Ainda mais em um fim de mês no qual a expressão “no alcanza”, sobre o fato de que o dinheiro dos salários já acabou, é tão comum.
Os que esperavam críticas do governo, que hoje tenta fechar a chamada brecha cambial, ou seja, as diferenças entre os vários tipos de dólar, tiveram uma surpresa. A Casa Rosada saudou a iniciativa.
“É uma decisão comercial e está muito bem, é preciso ser livre para promover a moeda que lhes pareça melhor”, respondeu o porta-voz de Milei, o também economista Manuel Adorni, a um jornalista local. “E vocês, o que pensam da medida?”, emendou ele em pergunta à imprensa presente em sua entrevista coletiva diária.
De certo modo, a iniciativa do Diarco vai ao encontro do esforço da Casa Rosada para levar dólares aos caixas dos bancos. Há poucos dias o próprio Banco Central, longe de independente, distribuiu normativa em que incentiva as instituições financeiras a aceitarem depósitos em moeda estrangeira, mesmo os dólares “cara pequena” e mesmo as notas danificadas (desde que ao menos metade dela esteja inteira).
O “dólar Diarco” virou assim personagem de uma Argentina regada a queda do consumo, do poder de compra e da atividade econômica.
Ao longo dos últimos três meses, houve uma tênue recuperação dos salários formais (em junho, aumentaram 6,2%, ganhando da inflação de 4,6%, segundo o instituto de estatísticas local), mas isso ainda não se reflete no consumo, que segue e seguirá em queda.
Diretor da Scentia, que calcula o tombo no consumo local, Osvaldo del Río diz que é preciso levar em conta o que se observou no segundo semestre de 2023, quando, na contramão da primeira metade daquele ano, o consumo só fez crescer. “Era período eleitoral, e sempre os governos tentam impulsionar o consumo para gerar bom humor social.”
Era uma época em que, sob o governo do presidente peronista Alberto Fernández, hoje investigado por violência de gênero, o país registrava cifras de inflação exorbitantes, havia, por outro lado, um controle de preços nos mercados, amplos benefícios sociais e muitas pessoas de fora da obrigatoriedade de pagar o imposto de renda. Tudo isso mudou em poucos meses com Milei.
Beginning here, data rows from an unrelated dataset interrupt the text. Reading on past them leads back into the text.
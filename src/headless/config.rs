//! JSON configuration parsing for headless mode
//!
//! Parses JSON fight configurations and resolves them against the boss roster.

use serde::{Deserialize, Serialize};
use std::path::Path;

use crate::combat::components::ChallengerSettings;
use crate::config::{BossKind, BossRoster, BOSS_CONFIG_PATH};

/// Headless fight configuration loaded from JSON
#[derive(Debug, Clone, Serialize, Deserialize)]
pub struct HeadlessFightConfig {
    /// Boss to fight (default: "Golem")
    #[serde(default = "default_boss")]
    pub boss: String,
    /// Maximum fight duration in seconds (default: 180)
    #[serde(default = "default_max_duration")]
    pub max_duration_secs: f32,
    /// Random seed for deterministic fight reproduction
    #[serde(default)]
    pub random_seed: Option<u64>,
    /// Scripted challenger tuning
    #[serde(default)]
    pub challenger: ChallengerSettings,
    /// Custom output path for the fight log (optional)
    #[serde(default)]
    pub output_path: Option<String>,
    /// Custom output path for the JSON fight result (optional)
    #[serde(default)]
    pub result_path: Option<String>,
    /// Boss roster RON file (default: assets/config/bosses.ron)
    #[serde(default)]
    pub roster_path: Option<String>,
}

fn default_boss() -> String {
    "Golem".to_string()
}

fn default_max_duration() -> f32 {
    180.0
}

impl Default for HeadlessFightConfig {
    fn default() -> Self {
        Self {
            boss: default_boss(),
            max_duration_secs: default_max_duration(),
            random_seed: None,
            challenger: ChallengerSettings::default(),
            output_path: None,
            result_path: None,
            roster_path: None,
        }
    }
}

impl HeadlessFightConfig {
    /// Load configuration from a JSON file
    pub fn load_from_file(path: &Path) -> Result<Self, String> {
        let contents = std::fs::read_to_string(path)
            .map_err(|e| format!("Failed to read config file: {}", e))?;
        Self::from_json(&contents)
    }

    /// Parse and validate a JSON configuration
    pub fn from_json(contents: &str) -> Result<Self, String> {
        let config: HeadlessFightConfig = serde_json::from_str(contents)
            .map_err(|e| format!("Failed to parse JSON: {}", e))?;

        config.validate()?;
        Ok(config)
    }

    /// Validate the configuration
    pub fn validate(&self) -> Result<(), String> {
        self.boss_kind()?;

        if self.max_duration_secs <= 0.0 {
            return Err("max_duration_secs must be positive".to_string());
        }

        let challenger = &self.challenger;
        if challenger.max_hp <= 0.0 {
            return Err("challenger.max_hp must be positive".to_string());
        }
        if challenger.dps < 0.0 {
            return Err("challenger.dps must not be negative".to_string());
        }
        if challenger.speed <= 0.0 {
            return Err("challenger.speed must be positive".to_string());
        }
        if challenger.reach < challenger.preferred_distance {
            return Err(format!(
                "challenger.reach {} is shorter than preferred_distance {}",
                challenger.reach, challenger.preferred_distance
            ));
        }

        Ok(())
    }

    pub fn boss_kind(&self) -> Result<BossKind, String> {
        BossKind::parse(&self.boss)
    }

    /// Load the roster this fight uses, falling back to the built-in tuning
    pub fn roster(&self) -> BossRoster {
        let path = self.roster_path.as_deref().unwrap_or(BOSS_CONFIG_PATH);
        BossRoster::load_or_default(path)
    }
}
“Lentamente os ingressos da população começam a ganhar da inflação, mas o ‘gap’ que foi gerado é tão grande que levará tempo para uma recuperação total”, diz Del Río.
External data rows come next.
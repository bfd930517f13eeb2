//! Wolf
//!
//! Keeps its distance and howls out projectiles. Every attack starts with a howl and fires
//! on the howl pose. The first time HP drops below half it answers with the charged fan
//! ultimate, and below 40% the ultimate comes back every few attacks.

use bevy::math::Vec2;
use smallvec::SmallVec;

use crate::config::{BossKind, WolfConfig};
use crate::encounter::command::{Command, ShotPattern};
use crate::encounter::phase::{Latch, PhaseThresholds, Threshold};
use crate::encounter::projectiles::ProjectileKind;
use crate::encounter::rng::GameRng;
use crate::encounter::selector::WeightedTable;
use crate::encounter::sequencer::{Action, Aim, Landing, Predicate, Script, ShotPlan};
use crate::encounter::services::{Clip, Sound};
use crate::encounter::{Decision, DecisionContext, SelectionState};

use super::{BossBehavior, Eligible};

pub struct Wolf {
    config: WolfConfig,
    thresholds: PhaseThresholds,
    escalation: Threshold,
    tables: SmallVec<[WeightedTable<Command>; 3]>,
}

impl Wolf {
    pub fn new(config: WolfConfig) -> Self {
        let bands: Vec<Threshold> = config
            .band_ratios
            .iter()
            .map(|&ratio| Threshold::below(ratio))
            .collect();
        let howl = |a: ShotPattern, b: ShotPattern| {
            WeightedTable::new(&[(Command::Howl(a), 0.5), (Command::Howl(b), 0.5)])
        };
        let mut tables = SmallVec::new();
        tables.push(howl(ShotPattern::Rain, ShotPattern::SingleArc));
        tables.push(howl(ShotPattern::FlatShot, ShotPattern::TripleArc));
        Self {
            thresholds: PhaseThresholds::new(&bands),
            escalation: Threshold::below(config.escalation_ratio),
            tables,
            config,
        }
    }

    pub fn config(&self) -> &WolfConfig {
        &self.config
    }

    /// Table for a band. Bands past the last table reuse it.
    fn table(&self, band: usize) -> &WeightedTable<Command> {
        &self.tables[band.min(self.tables.len() - 1)]
    }

    fn last_band(&self) -> usize {
        self.thresholds.band_count() - 1
    }

    fn choose(&self, ctx: &DecisionContext, state: &mut SelectionState, rng: &mut GameRng) -> Option<Command> {
        let ultimate = Command::Howl(ShotPattern::ArcUltimate);
        if state
            .latches
            .fire_once(Latch::Escalation, self.escalation.is_crossed(ctx.hp_ratio))
        {
            return Some(ultimate);
        }

        let band = self.thresholds.band_for(ctx.hp_ratio);
        let command = if band >= self.last_band()
            && band > 0
            && state.total_actions >= self.config.attacks_before_ultimate
        {
            state.total_actions = 0;
            ultimate
        } else {
            let command = state
                .selector
                .draw(self.table(band), None, ctx.last_command, rng)?;
            state.total_actions += 1;
            command
        };
        Some(command)
    }

    fn shot(&self, kind: ProjectileKind, aim: Aim, damage: f32) -> Action {
        Action::Spawn(ShotPlan {
            kind,
            offset: Vec2::from(self.config.shot_offset),
            aim,
            damage: damage.max(0.0),
            radius: self.config.shot_radius,
            lifetime: None,
        })
    }

    fn arc(&self) -> Action {
        self.shot(
            ProjectileKind::ArcShot,
            Aim::Lob {
                landing: Landing::AtTarget,
                peak: self.config.arc_peak,
                gravity: self.config.gravity,
            },
            self.config.arc_damage,
        )
    }

    /// The howl every attack opens with.
    fn howl(&self, name: &'static str, clip: Clip, timeout: Option<f32>) -> Script {
        Script::new(name)
            .act(Action::Animate(clip))
            .act(Action::Sound(Sound::Howl))
            .wait_until(Predicate::PoseIs(self.config.howl_pose), timeout)
    }

    pub fn script(&self, pattern: ShotPattern, timeout: Option<f32>, rng: &mut GameRng) -> Script {
        let cfg = &self.config;
        let script = match pattern {
            ShotPattern::SingleArc => self
                .howl("single arc", Clip::Howl, timeout)
                .act(Action::Sound(Sound::Shoot))
                .act(self.arc()),
            ShotPattern::TripleArc => {
                let mut script = self.howl("triple arc", Clip::Howl, timeout);
                for i in 0..3 {
                    if i > 0 {
                        script = script.wait(rng.random_range(cfg.triple_gap.0, cfg.triple_gap.1));
                    }
                    script = script.act(Action::Sound(Sound::Shoot)).act(self.arc());
                }
                script
            }
            ShotPattern::Rain => {
                let drops = rng.random_int(cfg.rain_drops.0, cfg.rain_drops.1);
                let mut script = self
                    .howl("rain", Clip::Howl, timeout)
                    .act(Action::Sound(Sound::Rain));
                for i in 0..drops {
                    if i > 0 {
                        script = script.wait(rng.random_range(cfg.rain_gap.0, cfg.rain_gap.1));
                    }
                    script = script.act(self.shot(
                        ProjectileKind::RainDrop,
                        Aim::Rain {
                            spread: cfg.rain_spread,
                            speed: cfg.rain_speed,
                        },
                        cfg.rain_damage,
                    ));
                }
                script
            }
            ShotPattern::FlatShot => {
                let shots = rng.random_int(cfg.flat_shots.0, cfg.flat_shots.1);
                let mut script = self.howl("flat shot", Clip::Howl, timeout);
                for i in 0..shots {
                    if i > 0 {
                        script = script.wait(rng.random_range(cfg.flat_gap.0, cfg.flat_gap.1));
                    }
                    script = script.act(Action::Sound(Sound::Shoot)).act(self.shot(
                        ProjectileKind::FlatShot,
                        Aim::LevelOff {
                            forward: cfg.flat_forward,
                            drop: cfg.flat_drop,
                            speed: cfg.flat_speed,
                        },
                        cfg.flat_damage,
                    ));
                }
                script
            }
            ShotPattern::ArcUltimate => {
                let mut script = Script::new("arc ultimate")
                    .act(Action::Animate(Clip::ChargedHowl))
                    .act(Action::Sound(Sound::ChargeLoop))
                    .wait_until(Predicate::PoseIs(cfg.howl_pose), timeout)
                    .act(Action::Sound(Sound::Howl))
                    .act(Action::Sound(Sound::Shoot));
                let n = cfg.ultimate_shots;
                let spread = cfg.ultimate_spread_deg;
                for i in 0..n {
                    let t = if n > 1 { i as f32 / (n - 1) as f32 } else { 0.5 };
                    let degrees = 90.0 - spread / 2.0 + spread * t;
                    script = script.act(self.shot(
                        ProjectileKind::ChargedShot,
                        Aim::Fan {
                            degrees,
                            speed: cfg.ultimate_speed,
                            gravity: cfg.gravity,
                        },
                        cfg.ultimate_damage,
                    ));
                }
                script
            }
        };
        script.cooldown(cfg.recovery_for(pattern))
    }
}

impl BossBehavior for Wolf {
    fn kind(&self) -> BossKind {
        BossKind::Wolf
    }

    fn thresholds(&self) -> &PhaseThresholds {
        &self.thresholds
    }

    fn eligible(&self, hp_ratio: f32) -> Eligible {
        let band = self.thresholds.band_for(hp_ratio);
        let mut commands: Eligible = self
            .table(band)
            .entries()
            .iter()
            .filter(|(_, w)| *w > 0.0)
            .map(|(c, _)| *c)
            .collect();
        if self.escalation.is_crossed(hp_ratio) || (band > 0 && band >= self.last_band()) {
            commands.push(Command::Howl(ShotPattern::ArcUltimate));
        }
        commands
    }

    fn decide(
        &self,
        ctx: &DecisionContext,
        state: &mut SelectionState,
        rng: &mut GameRng,
    ) -> Option<Decision> {
        let command = self.choose(ctx, state, rng)?;
        let Command::Howl(pattern) = command else {
            return None;
        };
        let script = self.script(pattern, ctx.predicate_timeout, rng);
        Some(Decision::new(command, script))
    }
}

#[cfg(test)]
mod tests {
    use super::*;
    use bevy::math::Rect;
    use crate::encounter::sequencer::Step;

    fn context(hp_ratio: f32) -> DecisionContext {
        DecisionContext {
            hp_ratio,
            origin: Vec2::ZERO,
            target: Some(Vec2::new(-8.0, 0.0)),
            bounds: Rect::new(-20.0, -2.0, 20.0, 30.0),
            facing: -1.0,
            last_command: Command::None,
            funnels_in_circle: false,
            since_funnels_returned: 0.0,
            funnel_count: 0,
            predicate_timeout: Some(6.0),
        }
    }

    fn spawns(script: &Script) -> usize {
        script
            .steps
            .iter()
            .filter(|s| matches!(s, Step::Do(Action::Spawn(_))))
            .count()
    }

    #[test]
    fn test_band_tables() {
        let wolf = Wolf::new(WolfConfig::default());
        let mut state = SelectionState::default();
        let mut rng = GameRng::from_seed(5);
        for _ in 0..30 {
            let high = wolf.decide(&context(0.7), &mut state, &mut rng).unwrap().command;
            assert!(matches!(
                high,
                Command::Howl(ShotPattern::Rain) | Command::Howl(ShotPattern::SingleArc)
            ));
        }
    }

    #[test]
    fn test_escalation_then_counter() {
        let wolf = Wolf::new(WolfConfig::default());
        let mut state = SelectionState::default();
        let mut rng = GameRng::from_seed(5);
        let ultimate = Command::Howl(ShotPattern::ArcUltimate);

        assert_eq!(wolf.decide(&context(0.49), &mut state, &mut rng).unwrap().command, ultimate);
        assert_ne!(wolf.decide(&context(0.49), &mut state, &mut rng).unwrap().command, ultimate);

        state.total_actions = 0;
        let picks: Vec<Command> = (0..4)
            .map(|_| wolf.decide(&context(0.3), &mut state, &mut rng).unwrap().command)
            .collect();
        assert_eq!(&picks[3], &ultimate);
        assert!(picks[..3].iter().all(|c| *c != ultimate));
        assert_eq!(state.total_actions, 0);
    }

    #[test]
    fn test_ultimate_fan_spans_the_spread() {
        let wolf = Wolf::new(WolfConfig::default());
        let mut rng = GameRng::from_seed(5);
        let script = wolf.script(ShotPattern::ArcUltimate, Some(6.0), &mut rng);
        assert_eq!(spawns(&script), 9);
        let angles: Vec<f32> = script
            .steps
            .iter()
            .filter_map(|s| match s {
                Step::Do(Action::Spawn(ShotPlan {
                    aim: Aim::Fan { degrees, .. },
                    ..
                })) => Some(*degrees),
                _ => None,
            })
            .collect();
        assert!((angles[0] - 20.0).abs() < 1e-4);
        assert!((angles[8] - 160.0).abs() < 1e-4);
    }

    #[test]
    fn test_rain_drop_count_in_range() {
        let wolf = Wolf::new(WolfConfig::default());
        for seed in 0..10 {
            let mut rng = GameRng::from_seed(seed);
            let script = wolf.script(ShotPattern::Rain, None, &mut rng);
            assert!((5..=8).contains(&spawns(&script)));
        }
    }
}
“O governo afirma, e antes pensávamos assim, que a recuperação seria em V; ou seja, que bateríamos no piso para imediatamente recuperar. Hoje, ao menos para o consumo, já sabemos que será numa espécie de U, com um tempo considerável para retomar o crescimento.”
O nível do uso da capacidade instalada na indústria argentina, que mede a porcentagem do parque industrial em operação, está em 54,5% (no Brasil, está em 83,4%). A atividade de construção, uma das mais afetadas no país, acumula queda de 35,2% em um ano.
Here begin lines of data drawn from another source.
//! Integration tests for headless fight execution
//!
//! These tests verify that:
//! - Headless fights run to completion within their time limit
//! - Fight results are accessible programmatically
//! - Seeded RNG produces deterministic results

use bossarena::combat::components::ChallengerSettings;
use bossarena::headless::runner::write_result;
use bossarena::headless::{run_fight, FightWinner, HeadlessFightConfig};
use bossarena::BossKind;

/// Helper to create a short fight config that writes its log to a temp file
fn create_config(boss: &str, seed: Option<u64>, max_duration_secs: f32) -> HeadlessFightConfig {
    let log_path = std::env::temp_dir().join(format!(
        "bossarena_{}_{}_{}.txt",
        boss,
        seed.unwrap_or_default(),
        std::process::id()
    ));
    HeadlessFightConfig {
        boss: boss.to_string(),
        max_duration_secs,
        random_seed: seed,
        output_path: Some(log_path.to_string_lossy().into_owned()),
        ..HeadlessFightConfig::default()
    }
}

// =============================================================================
// Fight Completion Tests
// =============================================================================

#[test]
fn test_fight_completes_within_duration() {
    let config = create_config("Golem", Some(42), 20.0);
    let result = run_fight(config).expect("fight should complete");

    assert_eq!(result.boss, BossKind::Golem);
    assert_eq!(result.random_seed, Some(42));
    assert!(result.duration > 0.0);
    assert!(
        result.duration <= 20.0 + 0.1,
        "Fight ran past its limit: {}s",
        result.duration
    );
    assert!(result.boss_hp <= result.boss_max_hp);
}

#[test]
fn test_passive_challenger_draws() {
    let mut config = create_config("Swordsman", Some(3), 5.0);
    config.challenger = ChallengerSettings {
        max_hp: 1.0e9,
        dps: 0.0,
        ..ChallengerSettings::default()
    };

    let result = run_fight(config).expect("fight should complete");

    assert_eq!(result.winner, FightWinner::Draw);
    assert_eq!(result.boss_hp, result.boss_max_hp);
    assert!(result.challenger_hp > 0.0);
}

#[test]
fn test_overwhelming_challenger_wins() {
    let mut config = create_config("Golem", Some(5), 30.0);
    config.challenger = ChallengerSettings {
        max_hp: 1.0e9,
        dps: 5000.0,
        ..ChallengerSettings::default()
    };

    let result = run_fight(config).expect("fight should complete");

    assert_eq!(result.winner, FightWinner::Challenger);
    assert_eq!(result.boss_hp, 0.0);
    assert!(result.damage_dealt >= result.boss_max_hp - 0.01);
    assert!(result.duration < 30.0);
}

#[test]
fn test_invalid_config_is_rejected() {
    let config = create_config("Dragon", None, 10.0);
    assert!(run_fight(config).is_err());

    let mut config = create_config("Wolf", None, 10.0);
    config.challenger.reach = 1.0;
    assert!(run_fight(config).is_err());
}

// =============================================================================
// Determinism Tests
// =============================================================================

#[test]
fn test_same_seed_same_result() {
    let first = run_fight(create_config("Wolf", Some(7), 30.0)).expect("fight should complete");
    let second = run_fight(create_config("Wolf", Some(7), 30.0)).expect("fight should complete");

    assert_eq!(first, second);
    assert!(!first.commands.is_empty(), "Wolf never attacked");
}

// =============================================================================
// Result Output Tests
// =============================================================================

#[test]
fn test_result_json_output() {
    let result_path = std::env::temp_dir().join(format!("bossarena_result_{}.json", std::process::id()));
    let mut config = create_config("Swordsman", Some(11), 10.0);
    config.result_path = Some(result_path.to_string_lossy().into_owned());

    let result = run_fight(config).expect("fight should complete");

    let contents = std::fs::read_to_string(&result_path).expect("result file should exist");
    let json: serde_json::Value = serde_json::from_str(&contents).expect("result should be JSON");
    assert_eq!(json["boss"], "Swordsman");
    assert_eq!(json["random_seed"], 11);
    assert_eq!(
        json["commands"].as_array().map(|c| c.len()),
        Some(result.commands.len())
    );

    let _ = std::fs::remove_file(&result_path);
}

#[test]
fn test_write_result_reports_bad_path() {
    let result = run_fight(create_config("Golem", Some(1), 2.0)).expect("fight should complete");
    let err = write_result(&result, "/nonexistent_dir/result.json").unwrap_err();
    assert!(err.contains("/nonexistent_dir/result.json"));
}

#[test]
fn test_summary_mentions_boss_and_winner() {
    let result = run_fight(create_config("Wolf", Some(2), 3.0)).expect("fight should complete");
    let summary = result.summary();
    assert!(summary.starts_with("Wolf fight:"));
    assert!(summary.contains(&format!("{:?}", result.winner)));
}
Enquanto isso, Milei diz que está conduzindo o “maior ajuste fiscal da história da humanidade”. Durante participação recente no evento do Council of the Americas em Buenos Aires, respondeu às cobranças que recebe do mercado para derrubar o “cepo”, nome dado ao emaranhado de controles cambiários no país.
“Derrubá-lo antes de solucionar os problemas de fundo é muito pior; há que se respeitar os tempos do nosso programa econômico. A época do populismo monetário, esse câncer de décadas, acabou”, afirmou. “Não podemos sair de uma crise com mais emissão de moeda.”